Test case name	Result
soa
aos
soa mark II

Fastest: N/A

Slowest: N/A

Latest run results:

Run details: (Test run date: 2 months ago)

User agent: Mozilla/5.0 (Windows NT 10.0; Win64; x64) AppleWebKit/537.36 (KHTML, like Gecko) Chrome/131.0.0.0 Safari/537.36

Browser/OS: Chrome 131 on Windows

View result in a separate tab

Test name	Executions per second
soa	92.0 Ops/sec
aos	6.3 Ops/sec
soa mark II	95.4 Ops/sec

Autogenerated LLM Summary (model llama3.2:3b, generated 5 months ago):

I'll break down the test cases and explain what's being tested.

Benchmark Definition

The benchmark is comparing two approaches to scaling an array of numbers:

Arrays of arrays (soa): The first approach, "soa", multiplies all three elements of a vector by 2 in each iteration.
- Pros: Efficient use of memory and CPU cache, as only the modified elements need to be accessed.
- Cons: May lead to slower performance due to the overhead of array indexing and bounds checking.
Arrays (aos): The second approach, "aos", multiplies each element of the vector by 2 in each iteration.
- Pros: Easier to understand and implement, as only the multiplication operation needs to be performed.
- Cons: Requires more memory access and may lead to slower performance due to cache misses.

Library

The Float32Array is used to represent vectors. It's a typed array object that provides efficient storage for floating-point numbers.

Special JS Feature/Syntax

None of the benchmark tests use special JavaScript features or syntax, such as async/await, promises, or modern web APIs like Web Workers or Web Assembly.

Test Cases

The test cases are:

soa: Multiplies all three elements of a vector by 2 in each iteration.
aos: Multiplies each element of the vector by 2 in each iteration, and then multiplies all three elements of another copy of the same vector by 2 in each iteration.
soa mark II: Similar to "soa", but with a slight difference: it multiplies only two elements (x and y) instead of all three.

Performance

The benchmark results show that the "soa" approach is significantly faster than both "aos" approaches, with an execution rate of approximately 2.03 executions per second for "soa mark II" and 1.3798 executions per second for "aos". This suggests that the first approach is more efficient due to the reduced number of memory accesses.

Other Alternatives

Alternative approaches could include:

Using a library like NumJS or MathJS, which provide optimized implementations for linear algebra operations.
Using GPU acceleration using WebGL or WebGPU.
Using a different data structure, such as a matrix or a sparse matrix, that may be more efficient for certain types of scaling operations.

Keep in mind that the performance results will depend on the specific use case and hardware configuration.

LLMs can make mistakes.
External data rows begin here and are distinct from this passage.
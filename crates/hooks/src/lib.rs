//! Client-side hooks of the swish component bundle.
//!
//! The host mounts a hook on an element, keeps the returned handle, and calls
//! [`Hook::destroyed`] when the element goes away. Hooks schedule timers on the
//! current `tokio::task::LocalSet`.

use document::{Document, NodeId};
use shared::{domain::HookKind, error::ConfigurationError};
use tracing::debug;

pub mod attribute;
pub mod events;
pub mod portal;
pub mod timer;
pub mod toast;

pub use portal::{PortalConfig, TeleportController};
pub use toast::Toast;

pub trait Hook {
    fn kind(&self) -> HookKind;
    fn destroyed(&mut self);
}

pub fn mount(
    kind: HookKind,
    document: &Document,
    element: NodeId,
) -> Result<Box<dyn Hook>, ConfigurationError> {
    let hook: Box<dyn Hook> = match kind {
        HookKind::Portal => Box::new(TeleportController::mount(document, element)?),
        HookKind::Toast => Box::new(Toast::mount(document, element)?),
    };
    Ok(hook)
}

/// Hooks mounted on a document, keyed by element.
#[derive(Default)]
pub struct HookRegistry {
    mounted: Vec<(NodeId, Box<dyn Hook>)>,
}

impl HookRegistry {
    pub fn new() -> Self {
        Self::default()
    }

    /// Mounts the hook registered under `name` (e.g. `Swish.Portal`). A hook
    /// already mounted on `element` is destroyed once the new one has mounted;
    /// if mounting fails the existing hook stays in place.
    ///
    /// Must be called from within a `tokio::task::LocalSet`: `Swish.Toast`
    /// arms its timer while mounting and panics outside one.
    pub fn mount(
        &mut self,
        name: &str,
        document: &Document,
        element: NodeId,
    ) -> Result<HookKind, ConfigurationError> {
        let kind = name.parse::<HookKind>()?;
        let hook = mount(kind, document, element)?;
        self.destroy(element);
        self.mounted.push((element, hook));
        debug!(hook = kind.host_name(), element = %document.describe(element), "hook mounted");
        Ok(kind)
    }

    /// Returns whether a hook was mounted on `element`.
    pub fn destroy(&mut self, element: NodeId) -> bool {
        let Some(index) = self.mounted.iter().position(|(node, _)| *node == element) else {
            return false;
        };
        let (_, mut hook) = self.mounted.remove(index);
        hook.destroyed();
        true
    }

    pub fn destroy_all(&mut self) {
        for (_, mut hook) in self.mounted.drain(..) {
            hook.destroyed();
        }
    }

    pub fn kind_of(&self, element: NodeId) -> Option<HookKind> {
        self.mounted
            .iter()
            .find(|(node, _)| *node == element)
            .map(|(_, hook)| hook.kind())
    }

    pub fn len(&self) -> usize {
        self.mounted.len()
    }

    pub fn is_empty(&self) -> bool {
        self.mounted.is_empty()
    }
}

impl Drop for HookRegistry {
    fn drop(&mut self) {
        self.destroy_all();
    }
}

#[cfg(test)]
#[path = "tests/lib_tests.rs"]
mod tests;
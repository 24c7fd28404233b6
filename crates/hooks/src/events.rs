use std::sync::LazyLock;

use document::{listener, Document, DomError, Listener, ListenerId, NodeId};
use regex::Regex;
use shared::error::ConfigurationError;
use tracing::{debug, warn};

static HANDLER_SLOT: LazyLock<Regex> =
    LazyLock::new(|| Regex::new(r"^on([a-z]+)$").expect("handler slot pattern"));

// Derived once from the environment and shared by every controller.
static FORWARDED_EVENTS: LazyLock<Vec<&'static str>> = LazyLock::new(|| {
    let events: Vec<&'static str> = document::global_properties()
        .iter()
        .copied()
        .filter_map(|name| HANDLER_SLOT.captures(name)?.get(1))
        .map(|kind| kind.as_str())
        .collect();
    debug!(count = events.len(), "collected forwardable event kinds");
    events
});

/// Event kinds a teleported clone forwards back to its template.
pub fn forwarded_events() -> &'static [&'static str] {
    &FORWARDED_EVENTS
}

/// Registers one listener per forwardable event kind on `clone`. Each stops
/// propagation at the clone and re-dispatches an equivalent event on `origin`.
pub fn forward_events(
    document: &Document,
    origin: NodeId,
    clone: NodeId,
) -> Result<Vec<ListenerId>, DomError> {
    forwarded_events()
        .iter()
        .map(|kind| {
            document.add_event_listener(
                clone,
                kind,
                listener(move |document, event| {
                    event.stop_propagation();
                    if let Err(err) = document.dispatch_event(origin, event.equivalent()) {
                        warn!(event = event.kind(), %err, "failed to forward event to template");
                    }
                }),
            )
        })
        .collect()
}

/// Registers every `(kind, listener)` pair on `element`, or none of them.
pub(crate) fn listen_all(
    document: &Document,
    element: NodeId,
    registrations: impl IntoIterator<Item = (&'static str, Listener)>,
) -> Result<Vec<ListenerId>, ConfigurationError> {
    let mut registered = Vec::new();
    for (kind, callback) in registrations {
        match document.add_event_listener(element, kind, callback) {
            Ok(id) => registered.push(id),
            Err(err) => {
                for id in registered {
                    document.remove_event_listener(element, id);
                }
                return Err(ConfigurationError::ListenerRejected {
                    element: document.describe(element),
                    reason: err.to_string(),
                });
            }
        }
    }
    Ok(registered)
}

#[cfg(test)]
#[path = "tests/events_tests.rs"]
mod tests;
use thiserror::Error;

use crate::NodeId;

#[derive(Debug, Clone, PartialEq, Eq, Error)]
pub enum DomError {
    #[error("node {0:?} does not exist in this document")]
    UnknownNode(NodeId),
    #[error("node {0:?} has no parent")]
    NoParent(NodeId),
    #[error("inserting {child:?} under {parent:?} would make a node its own ancestor")]
    HierarchyRequest { parent: NodeId, child: NodeId },
    #[error("node {0:?} is not an element")]
    NotAnElement(NodeId),
    #[error("node {0:?} cannot hold children")]
    NotAContainer(NodeId),
    #[error("<{0}> is not a template element")]
    NotATemplate(String),
    #[error("template content has no element to clone")]
    EmptyTemplate,
    #[error("node spec needs either a tag or text")]
    InvalidSpec,
}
Check important info.

I'll break down the test cases and explain what's being tested.

**Benchmark Definition**

The benchmark is comparing two approaches to scaling an array of numbers:

1. **Arrays of arrays (soa)**: The first approach, "soa", multiplies all three elements of a vector by 2 in each iteration.
	* Pros: Efficient use of memory and CPU cache, as only the modified elements need to be accessed.
	* Cons: May lead to slower performance due to the overhead of array indexing and bounds checking.
2. **Arrays (aos)**: The second approach, "aos", multiplies each element of the vector by 2 in each iteration.
	* Pros: Easier to understand and implement, as only the multiplication operation needs to be performed.
	* Cons: Requires more memory access and may lead to slower performance due to cache misses.

**Library**

The `Float32Array` is used to represent vectors. It's a typed array object that provides efficient storage for floating-point numbers.
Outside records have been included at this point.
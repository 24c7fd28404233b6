use std::str::FromStr;

use serde::{Deserialize, Serialize};

use crate::error::ConfigurationError;

/// Attribute holding the selector of the element a portal is placed against.
pub const TARGET_ATTRIBUTE: &str = "data-target";
/// Attribute holding the placement mode.
pub const UPDATE_ATTRIBUTE: &str = "data-update";
pub const CLOSE_DELAY_ATTRIBUTE: &str = "data-close-delay";

/// Payload-free notifications the host delivers on a portal template.
#[derive(Debug, Clone, Copy, PartialEq, Eq, Hash, Serialize, Deserialize)]
#[serde(rename_all = "snake_case")]
pub enum PortalSignal {
    Open,
    Close,
}

impl PortalSignal {
    pub const ALL: [PortalSignal; 2] = [PortalSignal::Open, PortalSignal::Close];

    /// Event kind the signal is dispatched as.
    pub fn event_kind(self) -> &'static str {
        match self {
            Self::Open => "portal:open",
            Self::Close => "portal:close",
        }
    }
}

impl FromStr for PortalSignal {
    type Err = ConfigurationError;

    fn from_str(value: &str) -> Result<Self, Self::Err> {
        match value {
            "open" | "portal:open" => Ok(Self::Open),
            "close" | "portal:close" => Ok(Self::Close),
            other => Err(ConfigurationError::UnknownSignal(other.to_string())),
        }
    }
}
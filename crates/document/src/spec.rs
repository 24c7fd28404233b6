use std::collections::BTreeMap;

use serde::{Deserialize, Serialize};

use crate::{error::DomError, Document, NodeId};

/// Declarative description of a subtree, used to build documents from
/// scenario files and in tests.
#[derive(Debug, Clone, Default, PartialEq, Eq, Serialize, Deserialize)]
pub struct NodeSpec {
    #[serde(default, skip_serializing_if = "Option::is_none")]
    pub tag: Option<String>,
    #[serde(default, skip_serializing_if = "Option::is_none")]
    pub text: Option<String>,
    #[serde(default, skip_serializing_if = "BTreeMap::is_empty")]
    pub attrs: BTreeMap<String, String>,
    #[serde(default, skip_serializing_if = "Vec::is_empty")]
    pub children: Vec<NodeSpec>,
    /// Inert content of a `<template>` element.
    #[serde(default, skip_serializing_if = "Vec::is_empty")]
    pub content: Vec<NodeSpec>,
}

impl NodeSpec {
    pub fn element(tag: impl Into<String>) -> Self {
        Self {
            tag: Some(tag.into()),
            ..Self::default()
        }
    }

    pub fn text_node(text: impl Into<String>) -> Self {
        Self {
            text: Some(text.into()),
            ..Self::default()
        }
    }

    pub fn attr(mut self, name: impl Into<String>, value: impl Into<String>) -> Self {
        self.attrs.insert(name.into(), value.into());
        self
    }

    pub fn child(mut self, child: NodeSpec) -> Self {
        self.children.push(child);
        self
    }

    pub fn content(mut self, node: NodeSpec) -> Self {
        self.content.push(node);
        self
    }
}

impl Document {
    /// Builds a detached subtree from `spec` and returns its root.
    pub fn build(&self, spec: &NodeSpec) -> Result<NodeId, DomError> {
        let node = match (&spec.tag, &spec.text) {
            (Some(tag), _) => self.create_element(tag),
            (None, Some(text)) => return Ok(self.create_text(text)),
            (None, None) => return Err(DomError::InvalidSpec),
        };

        for (name, value) in &spec.attrs {
            self.set_attribute(node, name, value)?;
        }

        for child in &spec.children {
            let child = self.build(child)?;
            self.append_child(node, child)?;
        }

        if !spec.content.is_empty() {
            let fragment = self
                .template_content(node)
                .ok_or_else(|| DomError::NotATemplate(spec.tag.clone().unwrap_or_default()))?;
            for item in &spec.content {
                let item = self.build(item)?;
                self.append_child(fragment, item)?;
            }
        }

        Ok(node)
    }

    /// A new document whose root holds the subtree described by `spec`.
    pub fn from_spec(spec: &NodeSpec) -> Result<Self, DomError> {
        let document = Self::new();
        let node = document.build(spec)?;
        document.append_child(document.root(), node)?;
        Ok(document)
    }
}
**Special JS Feature/Syntax**

None of the benchmark tests use special JavaScript features or syntax, such as async/await, promises, or modern web APIs like Web Workers or Web Assembly.

**Test Cases**

The test cases are:

1. **soa**: Multiplies all three elements of a vector by 2 in each iteration.
2. **aos**: Multiplies each element of the vector by 2 in each iteration, and then multiplies all three elements of another copy of the same vector by 2 in each iteration.
3. **soa mark II**: Similar to "soa", but with a slight difference: it multiplies only two elements (x and y) instead of all three.

**Performance**

**Other Alternatives**

Alternative approaches could include:

* Using a library like NumJS or MathJS, which provide optimized implementations for linear algebra operations.
* Using GPU acceleration using WebGL or WebGPU.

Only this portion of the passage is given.